“Great” Crowds?

Posted by on September 4, 2016

Great crowds were traveling with Jesus,
and he turned and addressed them,
“If anyone comes to me without hating his father and mother,
wife and children, brothers and sisters,
and even his own life,
he cannot be my disciple.
Whoever does not carry his own cross and come after me
cannot be my disciple.
Which of you wishing to construct a tower
does not first sit down and calculate the cost
to see if there is enough for its completion?
Otherwise, after laying the foundation
and finding himself unable to finish the work
the onlookers should laugh at him and say,
‘This one began to build but did not have the resources to finish.’
Or what king marching into battle would not first sit down
and decide whether with ten thousand troops
he can successfully oppose another king
advancing upon him with twenty thousand troops?
But if not, while he is still far away,
he will send a delegation to ask for peace terms.
In the same way,
anyone of you who does not renounce all his possessions
cannot be my disciple” (Luke 14:25-33)

In the late 1980’s, a volunteer approached a leader of the Sanctuary Movement in the United States serving refugees from Central America, and she asked to join in the work of the movement.
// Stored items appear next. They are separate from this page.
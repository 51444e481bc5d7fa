use std::io;

use flate2::Crc;

use crate::{
    container::block::{Block, CompressionMethod, ContentType},
    error::{Error, Result},
    file_definition::Version,
    io::reader::num::{read_itf8, read_itf8_as, read_u8, read_u32_le},
};

pub(crate) fn read_block(src: &mut &[u8], version: Version) -> Result<Block> {
    let wire_start = *src;

    let compression_method = read_u8(src).map_err(Error::Io).and_then(|n| {
        CompressionMethod::from_id(n)
    })?;

    let content_type = read_u8(src)
        .map_err(Error::Io)
        .and_then(|n| ContentType::from_id(n))?;

    let content_id = read_itf8(src)?;
    let compressed_size: usize = read_itf8_as(src)?;
    let uncompressed_size: usize = read_itf8_as(src)?;

    if src.len() < compressed_size {
        return Err(Error::Io(io::Error::from(io::ErrorKind::UnexpectedEof)));
    }

    let (data, rest) = src.split_at(compressed_size);
    *src = rest;

    if version.has_crc32() {
        let consumed = wire_start.len() - src.len();

        let mut crc = Crc::new();
        crc.update(&wire_start[..consumed]);
        let actual_crc32 = crc.sum();

        let expected_crc32 = read_u32_le(src)?;

        if actual_crc32 != expected_crc32 {
            return Err(Error::Malformed(format!(
                "block checksum mismatch: expected {expected_crc32:08x}, got {actual_crc32:08x}"
            )));
        }
    }

    if compression_method == CompressionMethod::None && compressed_size != uncompressed_size {
        return Err(Error::Malformed(format!(
            "raw block size mismatch: compressed {compressed_size}, uncompressed {uncompressed_size}"
        )));
    }

    Ok(Block {
        compression_method,
        content_type,
        content_id,
        uncompressed_size,
        data: data.to_vec(),
    })
}

pub(crate) fn read_block_as(
    src: &mut &[u8],
    expected: ContentType,
    version: Version,
) -> Result<Block> {
    let block = read_block(src, version)?;

    if block.content_type() != expected {
        return Err(Error::Malformed(format!(
            "invalid block content type: expected {:?}, got {:?}",
            expected,
            block.content_type()
        )));
    }

    Ok(block)
}

#[cfg(test)]
mod tests {
    use super::*;

    #[test]
    fn test_read_block() -> Result<()> {
        let src = [
            0x00, // compression method = none
            0x04, // content type = external data
            0x01, // content ID = 1
            0x04, // compressed size = 4
            0x04, // uncompressed size = 4
            b'n', b'd', b'l', b's', // data
            0xd7, 0x12, 0x46, 0x3e, // CRC32
        ];

        let mut reader = &src[..];
        let block = read_block(&mut reader, Version::V3_0)?;

        assert_eq!(block.compression_method, CompressionMethod::None);
        assert_eq!(block.content_type(), ContentType::ExternalData);
        assert_eq!(block.content_id(), 1);
        assert_eq!(block.decode()?, b"ndls");
        assert!(reader.is_empty());

        Ok(())
    }

    #[test]
    fn test_read_block_with_checksum_mismatch() {
        let src = [
            0x00, 0x04, 0x01, 0x04, 0x04, b'n', b'd', b'l', b's', 0x00, 0x00, 0x00, 0x00,
        ];

        let mut reader = &src[..];

        assert!(matches!(
            read_block(&mut reader, Version::V3_0),
            Err(Error::Malformed(_))
        ));
    }

    #[test]
    fn test_read_block_without_crc32_for_cram_2() -> Result<()> {
        let src = [
            0x00, // compression method = none
            0x04, // content type = external data
            0x01, // content ID = 1
            0x02, // compressed size = 2
            0x02, // uncompressed size = 2
            b'o', b'k', // data
        ];

        let mut reader = &src[..];
        let block = read_block(&mut reader, Version::V2_1)?;

        assert_eq!(block.decode()?, b"ok");
        assert!(reader.is_empty());

        Ok(())
    }

    #[test]
    fn test_read_block_as_with_wrong_content_type() {
        let src = [
            0x00, 0x04, 0x01, 0x00, 0x00, // empty external data block
            0x8b, 0xaf, 0x8a, 0x1f, // CRC32
        ];

        let mut crc = Crc::new();
        crc.update(&src[..5]);
        let mut wire = src[..5].to_vec();
        wire.extend(crc.sum().to_le_bytes());

        let mut reader = &wire[..];

        assert!(matches!(
            read_block_as(&mut reader, ContentType::CoreData, Version::V3_0),
            Err(Error::Malformed(_))
        ));
    }
}
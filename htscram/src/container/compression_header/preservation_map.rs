//! The compression header preservation map.

pub(crate) mod key;
pub mod substitution_matrix;
pub mod tag_sets;

pub(crate) use self::key::Key;
pub use self::{substitution_matrix::SubstitutionMatrix, tag_sets::TagSets};

/// Preservation flags and shared container state.
#[derive(Clone, Debug, Eq, PartialEq)]
pub struct PreservationMap {
    pub(crate) read_names_included: bool,
    pub(crate) ap_delta: bool,
    pub(crate) reference_required: bool,
    pub(crate) substitution_matrix: SubstitutionMatrix,
    pub(crate) tag_sets: TagSets,
}

impl PreservationMap {
    /// Returns whether records carry their original read names.
    pub fn read_names_included(&self) -> bool {
        self.read_names_included
    }

    /// Returns whether the AP data series holds deltas between successive
    /// alignment starts.
    ///
    /// This is set iff the container's records are coordinate-sorted.
    pub fn ap_delta(&self) -> bool {
        self.ap_delta
    }

    /// Returns whether decoding requires an external reference sequence.
    pub fn reference_required(&self) -> bool {
        self.reference_required
    }

    /// Returns the substitution matrix.
    pub fn substitution_matrix(&self) -> &SubstitutionMatrix {
        &self.substitution_matrix
    }

    /// Returns the tag-ID dictionary.
    pub fn tag_sets(&self) -> &TagSets {
        &self.tag_sets
    }
}

impl Default for PreservationMap {
    fn default() -> Self {
        // § 8.4 "Compression header block": the boolean values default to
        // true when absent.
        Self {
            read_names_included: true,
            ap_delta: true,
            reference_required: true,
            substitution_matrix: SubstitutionMatrix::default(),
            tag_sets: TagSets::default(),
        }
    }
}
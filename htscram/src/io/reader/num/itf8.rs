use std::io::{self, Read};

use super::read_u8;

/// Reads an ITF8-encoded integer.
///
/// ITF8 packs an unsigned 32-bit value into 1–5 bytes: the count of leading
/// one bits in the first byte is the count of trailing bytes. The 5-byte form
/// carries the top 4 bits of the value in the low nibble of the first byte
/// and the bottom 4 bits in the low nibble of the last byte.
pub fn read_itf8<R>(reader: &mut R) -> io::Result<i32>
where
    R: Read,
{
    let b0 = read_u8(reader).map(i32::from)?;

    let value = if b0 & 0x80 == 0 {
        b0
    } else if b0 & 0x40 == 0 {
        let b1 = read_u8(reader).map(i32::from)?;
        ((b0 & 0x3f) << 8) | b1
    } else if b0 & 0x20 == 0 {
        let b1 = read_u8(reader).map(i32::from)?;
        let b2 = read_u8(reader).map(i32::from)?;
        ((b0 & 0x1f) << 16) | (b1 << 8) | b2
    } else if b0 & 0x10 == 0 {
        let b1 = read_u8(reader).map(i32::from)?;
        let b2 = read_u8(reader).map(i32::from)?;
        let b3 = read_u8(reader).map(i32::from)?;
        ((b0 & 0x0f) << 24) | (b1 << 16) | (b2 << 8) | b3
    } else {
        let b1 = read_u8(reader).map(i32::from)?;
        let b2 = read_u8(reader).map(i32::from)?;
        let b3 = read_u8(reader).map(i32::from)?;
        let b4 = read_u8(reader).map(i32::from)?;
        ((b0 & 0x0f) << 28) | (b1 << 20) | (b2 << 12) | (b3 << 4) | (b4 & 0x0f)
    };

    Ok(value)
}

/// Reads an ITF8-encoded integer, converting it to type `N`.
pub fn read_itf8_as<R, N>(reader: &mut R) -> io::Result<N>
where
    R: Read,
    N: TryFrom<i32>,
    <N as TryFrom<i32>>::Error: std::error::Error + Send + Sync + 'static,
{
    read_itf8(reader).and_then(|n| {
        n.try_into()
            .map_err(|e| io::Error::new(io::ErrorKind::InvalidData, e))
    })
}

#[cfg(test)]
mod tests {
    use super::*;

    #[test]
    fn test_read_itf8() -> io::Result<()> {
        fn t(mut src: &[u8], expected: i32) -> io::Result<()> {
            let actual = read_itf8(&mut src)?;
            assert_eq!(actual, expected);
            Ok(())
        }

        t(&[0x00], 0)?;
        t(&[0x57], 87)?;
        t(&[0x80, 0xdd], 221)?;
        t(&[0xc0, 0xbb, 0xcc], 48076)?;
        t(&[0xe0, 0xaa, 0xbb, 0xcc], 11189196)?;
        t(&[0xf7, 0x55, 0x99, 0x66, 0x02], 1968805474)?;
        t(&[0xff, 0xff, 0xff, 0xff, 0x0f], -1)?;

        let mut src = &[][..];
        assert!(matches!(
            read_itf8(&mut src),
            Err(e) if e.kind() == io::ErrorKind::UnexpectedEof,
        ));

        let mut src = &[0xf0, 0xaa][..];
        assert!(matches!(
            read_itf8(&mut src),
            Err(e) if e.kind() == io::ErrorKind::UnexpectedEof,
        ));

        Ok(())
    }
}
The leader said to her, “Before you say whether you really wish to join us, let me pose some questions: Are you ready to have your telephone tapped by the government? Are you prepared to have your neighbors shun you? Are you strong enough to have your children ridiculed and harassed at school? Are you ready to be arrested and tried, with full media coverage? If you are not prepared for these things, you may not be ready to join the movement. When push comes to shove, if you fear these things, you will not be ready to do what must be done for the refugees.”
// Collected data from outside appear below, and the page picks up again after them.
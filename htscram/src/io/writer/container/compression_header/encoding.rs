use std::io::{self, Write};

use crate::{
    container::{
        block::ContentId,
        compression_header::{
            Encoding,
            encoding::{
                Kind,
                codec::{Byte, ByteArray, Integer},
            },
        },
    },
    io::writer::{collections::write_array, num::write_itf8},
};

pub(crate) fn write_byte_encoding<W>(writer: &mut W, encoding: &Encoding<Byte>) -> io::Result<()>
where
    W: Write,
{
    match encoding.get() {
        Byte::Null => write_null_codec(writer),
        Byte::External { block_content_id } => write_external_codec(writer, *block_content_id),
        Byte::Huffman {
            alphabet, bit_lens, ..
        } => write_huffman_codec(writer, alphabet, bit_lens),
    }
}

pub(crate) fn write_integer_encoding<W>(
    writer: &mut W,
    encoding: &Encoding<Integer>,
) -> io::Result<()>
where
    W: Write,
{
    match encoding.get() {
        Integer::Null => write_null_codec(writer),
        Integer::External { block_content_id } => write_external_codec(writer, *block_content_id),
        Integer::Golomb { offset, m } => write_two_arg_codec(writer, Kind::Golomb, *offset, *m),
        Integer::Huffman {
            alphabet, bit_lens, ..
        } => write_huffman_codec(writer, alphabet, bit_lens),
        Integer::Beta { offset, len } => {
            write_two_arg_codec(writer, Kind::Beta, *offset, *len as i32)
        }
        Integer::Subexp { offset, k } => write_two_arg_codec(writer, Kind::Subexp, *offset, *k),
        Integer::GolombRice { offset, log2_m } => {
            write_two_arg_codec(writer, Kind::GolombRice, *offset, *log2_m)
        }
        Integer::Gamma { offset } => {
            let mut args = Vec::new();
            write_itf8(&mut args, *offset)?;

            write_kind(writer, Kind::Gamma)?;
            write_array(writer, &args)
        }
    }
}

pub(crate) fn write_byte_array_encoding<W>(
    writer: &mut W,
    encoding: &Encoding<ByteArray>,
) -> io::Result<()>
where
    W: Write,
{
    match encoding.get() {
        ByteArray::Null => write_null_codec(writer),
        ByteArray::ByteArrayLength {
            len_encoding,
            value_encoding,
        } => {
            let mut args = Vec::new();

            write_integer_encoding(&mut args, len_encoding)?;
            write_byte_encoding(&mut args, value_encoding)?;

            write_kind(writer, Kind::ByteArrayLength)?;
            write_array(writer, &args)
        }
        ByteArray::ByteArrayStop {
            stop_byte,
            block_content_id,
        } => {
            let mut args = vec![*stop_byte];
            write_itf8(&mut args, *block_content_id)?;

            write_kind(writer, Kind::ByteArrayStop)?;
            write_array(writer, &args)
        }
    }
}

fn write_kind<W>(writer: &mut W, kind: Kind) -> io::Result<()>
where
    W: Write,
{
    write_itf8(writer, kind.id())
}

fn write_null_codec<W>(writer: &mut W) -> io::Result<()>
where
    W: Write,
{
    write_kind(writer, Kind::Null)?;
    write_array(writer, &[])
}

fn write_external_codec<W>(writer: &mut W, block_content_id: ContentId) -> io::Result<()>
where
    W: Write,
{
    let mut args = Vec::new();
    write_itf8(&mut args, block_content_id)?;

    write_kind(writer, Kind::External)?;
    write_array(writer, &args)
}

fn write_two_arg_codec<W>(writer: &mut W, kind: Kind, a: i32, b: i32) -> io::Result<()>
where
    W: Write,
{
    let mut args = Vec::new();
    write_itf8(&mut args, a)?;
    write_itf8(&mut args, b)?;

    write_kind(writer, kind)?;
    write_array(writer, &args)
}

fn write_huffman_codec<W>(writer: &mut W, alphabet: &[i32], bit_lens: &[u32]) -> io::Result<()>
where
    W: Write,
{
    let mut args = Vec::new();

    write_itf8(&mut args, alphabet.len() as i32)?;

    for &symbol in alphabet {
        write_itf8(&mut args, symbol)?;
    }

    write_itf8(&mut args, bit_lens.len() as i32)?;

    for &len in bit_lens {
        let len = i32::try_from(len).map_err(|e| io::Error::new(io::ErrorKind::InvalidInput, e))?;
        write_itf8(&mut args, len)?;
    }

    write_kind(writer, Kind::Huffman)?;
    write_array(writer, &args)
}

#[cfg(test)]
mod tests {
    use super::*;
    use crate::io::reader::container::compression_header::{
        read_byte_array_encoding, read_byte_encoding, read_integer_encoding,
    };

    #[test]
    fn test_integer_encoding_round_trip() -> crate::error::Result<()> {
        let encodings = [
            Encoding::new(Integer::Null),
            Encoding::new(Integer::External {
                block_content_id: 5,
            }),
            Encoding::new(Integer::Golomb { offset: 1, m: 10 }),
            Encoding::new(Integer::huffman(vec![-1, 0, 2], vec![1, 2, 2])),
            Encoding::new(Integer::Beta { offset: 0, len: 8 }),
            Encoding::new(Integer::Subexp { offset: 0, k: 1 }),
            Encoding::new(Integer::GolombRice {
                offset: 1,
                log2_m: 3,
            }),
            Encoding::new(Integer::Gamma { offset: 1 }),
        ];

        for expected in encodings {
            let mut buf = Vec::new();
            write_integer_encoding(&mut buf, &expected)?;

            let actual = read_integer_encoding(&mut &buf[..], "BF")?;
            assert_eq!(actual, expected);
        }

        Ok(())
    }

    #[test]
    fn test_byte_encoding_round_trip() -> crate::error::Result<()> {
        let encodings = [
            Encoding::new(Byte::Null),
            Encoding::new(Byte::External {
                block_content_id: 27,
            }),
            Encoding::new(Byte::huffman(vec![0x41, 0x43], vec![1, 1])),
        ];

        for expected in encodings {
            let mut buf = Vec::new();
            write_byte_encoding(&mut buf, &expected)?;

            let actual = read_byte_encoding(&mut &buf[..], "BA")?;
            assert_eq!(actual, expected);
        }

        Ok(())
    }

    #[test]
    fn test_byte_array_encoding_round_trip() -> crate::error::Result<()> {
        let encodings = [
            Encoding::new(ByteArray::Null),
            Encoding::new(ByteArray::ByteArrayStop {
                stop_byte: b'\t',
                block_content_id: 7,
            }),
            Encoding::new(ByteArray::ByteArrayLength {
                len_encoding: Encoding::new(Integer::External {
                    block_content_id: 19,
                }),
                value_encoding: Encoding::new(Byte::External {
                    block_content_id: 19,
                }),
            }),
        ];

        for expected in encodings {
            let mut buf = Vec::new();
            write_byte_array_encoding(&mut buf, &expected)?;

            let actual = read_byte_array_encoding(&mut &buf[..], "RN")?;
            assert_eq!(actual, expected);
        }

        Ok(())
    }
}
mod data_series_encodings;
mod encoding;
mod preservation_map;
mod tag_encodings;

pub(crate) use self::encoding::{
    read_byte_array_encoding, read_byte_encoding, read_integer_encoding,
};
use self::{
    data_series_encodings::read_data_series_encodings, preservation_map::read_preservation_map,
    tag_encodings::read_tag_encodings,
};
use super::block::read_block_as;
use crate::{
    container::{CompressionHeader, block::ContentType},
    error::Result,
    file_definition::Version,
};

pub(crate) fn read_compression_header(
    src: &mut &[u8],
    version: Version,
) -> Result<CompressionHeader> {
    let block = read_block_as(src, ContentType::CompressionHeader, version)?;
    let buf = block.decode()?;
    read_compression_header_body(&mut &buf[..])
}

/// Parses a decompressed compression header block payload.
pub(crate) fn read_compression_header_body(src: &mut &[u8]) -> Result<CompressionHeader> {
    let preservation_map = read_preservation_map(src)?;
    let data_series_encodings = read_data_series_encodings(src)?;
    let tag_encodings = read_tag_encodings(src)?;

    Ok(CompressionHeader::new(
        preservation_map,
        data_series_encodings,
        tag_encodings,
    ))
}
This story, recounted by David Rhoads, reflects the same warning as Jesus’ message to his disciples in today’s gospel. Try to imagine the context. Jesus is making his way to Jerusalem. Crowds of people seek him out, hoping to hear him or at least catch a glimpse of him. Throngs of people begin to travel with him, from one town to another. But it’s very easy to be one other body in a very large crowd; it’s easy to be an anonymous traveler, floating along with the tide. The same is not true of discipleship. It is possible to travel with Jesus but to not really follow him. And that is the tendency Jesus is warning against today. “I don’t want mere traveling companions,” he says, “crowds who are looking to be entertained and amused, people willing to sink into a faceless mass. I am looking for disciples, people who are willing to step apart from the crowd, people who are willing to go against the tide, not along with it. I am looking for people who love me, who are not merely intrigued by me.” Disciples don’t merely travel, they don’t keep Jesus at arm’s length. Disciples allow their encounter with Jesus to change everything. And that is why discipleship is costly. Just as a builder makes sure he has enough resources to finish his tower before he begins building, just as a king marching into battle takes account of his troops to see if he can conquer, so Jesus asks us to consider the cost of discipleship.

It’s a well-timed challenge, as we begin a new school year. Another summer is past, a new season is nearly upon us. Are we prepared to put Jesus first, at the heart and center of everything we say and do? Or are we content to observe him from the crowd, to keep him within our purview, but to not really follow him? Are we willing to take the practice of our Catholic faith from a mere observance of duties to a life-changing force that can charge everything with a renewed sense of God’s presence? Are we honest about our need for God’s mercy in the Sacrament of Confession and are we preparing ourselves properly to receive Jesus in the Holy Eucharist, or do we take these sacred gifts for granted? Our answers to these and many other questions make the difference between the casual traveler and the committed disciple.

Recall that Jesus is journeying, not just to another town or village, but to Jerusalem, where he will be put to death. It makes sense, then, that the crowds begin to thin out the closer her gets to his destiny. May we be responsive enough to God’s grace to remain close to Jesus and to stay on his path, no matter how narrow or rocky it may be.